Each individual learning curve might be small, but cumulative total by the time you reach the end of the PEP is large. Simple match statements will, with adequate squinting, look recognisably like other areas of Python. Complex match statements won't. And that's a problem for anyone who wants to be able to read someone else's code.
Bear in mind I am predominantly a C programmer who uses Python from time to time for tools and glue. If I have to put in effort to learn new special-case rules in Python, that's an active discouragement; I'm frankly unlikely to bother, and more likely to write those tools and glue in C instead. I'm certainly much less likely to use someone else's tools and glue if I have to re-read the spec to remind myself what all the gotchas are.

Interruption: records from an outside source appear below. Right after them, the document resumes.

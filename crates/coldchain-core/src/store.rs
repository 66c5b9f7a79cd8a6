//! In-memory entity store: the single source of truth for readers.
//!
//! Snapshots are held behind `Arc` and replaced whole on commit, so a reader
//! either sees the previous snapshot or the new one, never a mix.

use std::collections::HashMap;
use std::sync::{Arc, PoisonError, RwLock};

use tokio::sync::broadcast;

use crate::snapshot::ShipmentSnapshot;
use crate::types::EntityKey;

const UPDATE_CHANNEL_CAPACITY: usize = 256;

/// Thread-safe map from entity key to its latest committed snapshot.
pub struct EntityStore {
    snapshots: RwLock<HashMap<EntityKey, Arc<ShipmentSnapshot>>>,
    updates: broadcast::Sender<EntityKey>,
}

impl EntityStore {
    pub fn new() -> Self {
        let (updates, _) = broadcast::channel(UPDATE_CHANNEL_CAPACITY);
        Self {
            snapshots: RwLock::new(HashMap::new()),
            updates,
        }
    }

    /// Latest committed snapshot for `key`.
    pub fn get(&self, key: &EntityKey) -> Option<Arc<ShipmentSnapshot>> {
        self.snapshots
            .read()
            .unwrap_or_else(PoisonError::into_inner)
            .get(key)
            .cloned()
    }

    /// Atomically replace the snapshot for `key`.
    pub fn commit(&self, key: EntityKey, snapshot: ShipmentSnapshot) -> Arc<ShipmentSnapshot> {
        debug_assert_eq!(key, snapshot.key);
        let snapshot = Arc::new(snapshot);
        self.snapshots
            .write()
            .unwrap_or_else(PoisonError::into_inner)
            .insert(key, Arc::clone(&snapshot));
        // No receivers is fine.
        let _ = self.updates.send(key);
        snapshot
    }

    /// Insert a pending placeholder for `key` unless a snapshot exists.
    /// Returns `true` if a placeholder was inserted.
    pub fn ensure_pending(&self, key: EntityKey) -> bool {
        let mut map = self
            .snapshots
            .write()
            .unwrap_or_else(PoisonError::into_inner);
        if map.contains_key(&key) {
            return false;
        }
        map.insert(key, Arc::new(ShipmentSnapshot::pending(key)));
        true
    }

    /// All current snapshots, ordered by shipment id (pending ones last).
    pub fn snapshots(&self) -> Vec<Arc<ShipmentSnapshot>> {
        let mut all: Vec<_> = self
            .snapshots
            .read()
            .unwrap_or_else(PoisonError::into_inner)
            .values()
            .cloned()
            .collect();
        all.sort_by(|a, b| match (&a.shipment_id, &b.shipment_id) {
            (Some(x), Some(y)) => x.cmp(y),
            (Some(_), None) => std::cmp::Ordering::Less,
            (None, Some(_)) => std::cmp::Ordering::Greater,
            (None, None) => a.key.cmp(&b.key),
        });
        all
    }

    pub fn keys(&self) -> Vec<EntityKey> {
        self.snapshots
            .read()
            .unwrap_or_else(PoisonError::into_inner)
            .keys()
            .copied()
            .collect()
    }

    pub fn len(&self) -> usize {
        self.snapshots
            .read()
            .unwrap_or_else(PoisonError::into_inner)
            .len()
    }

    pub fn is_empty(&self) -> bool {
        self.len() == 0
    }

    /// Receive the key of every committed snapshot.
    pub fn subscribe_updates(&self) -> broadcast::Receiver<EntityKey> {
        self.updates.subscribe()
    }
}

impl Default for EntityStore {
    fn default() -> Self {
        Self::new()
    }
}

On my personal "potentially inscrutable uses of a tool" this still rates well below list comprehensions, so there's that; the biggest pet peeve I have anymore is understanding at a glance what is and isn't an assignment. This is a draft PEP and a lot of discussion around making assignment vs matched classes more explicit, so it's not like this is going to be set in stone, and I doubt that most will ever use the more esoteric parts of the syntax. One way or another, this is going to be a far more capable, and thus complex, tool than a switch statement, so there's only so much obviousness you can ask for coming in blind.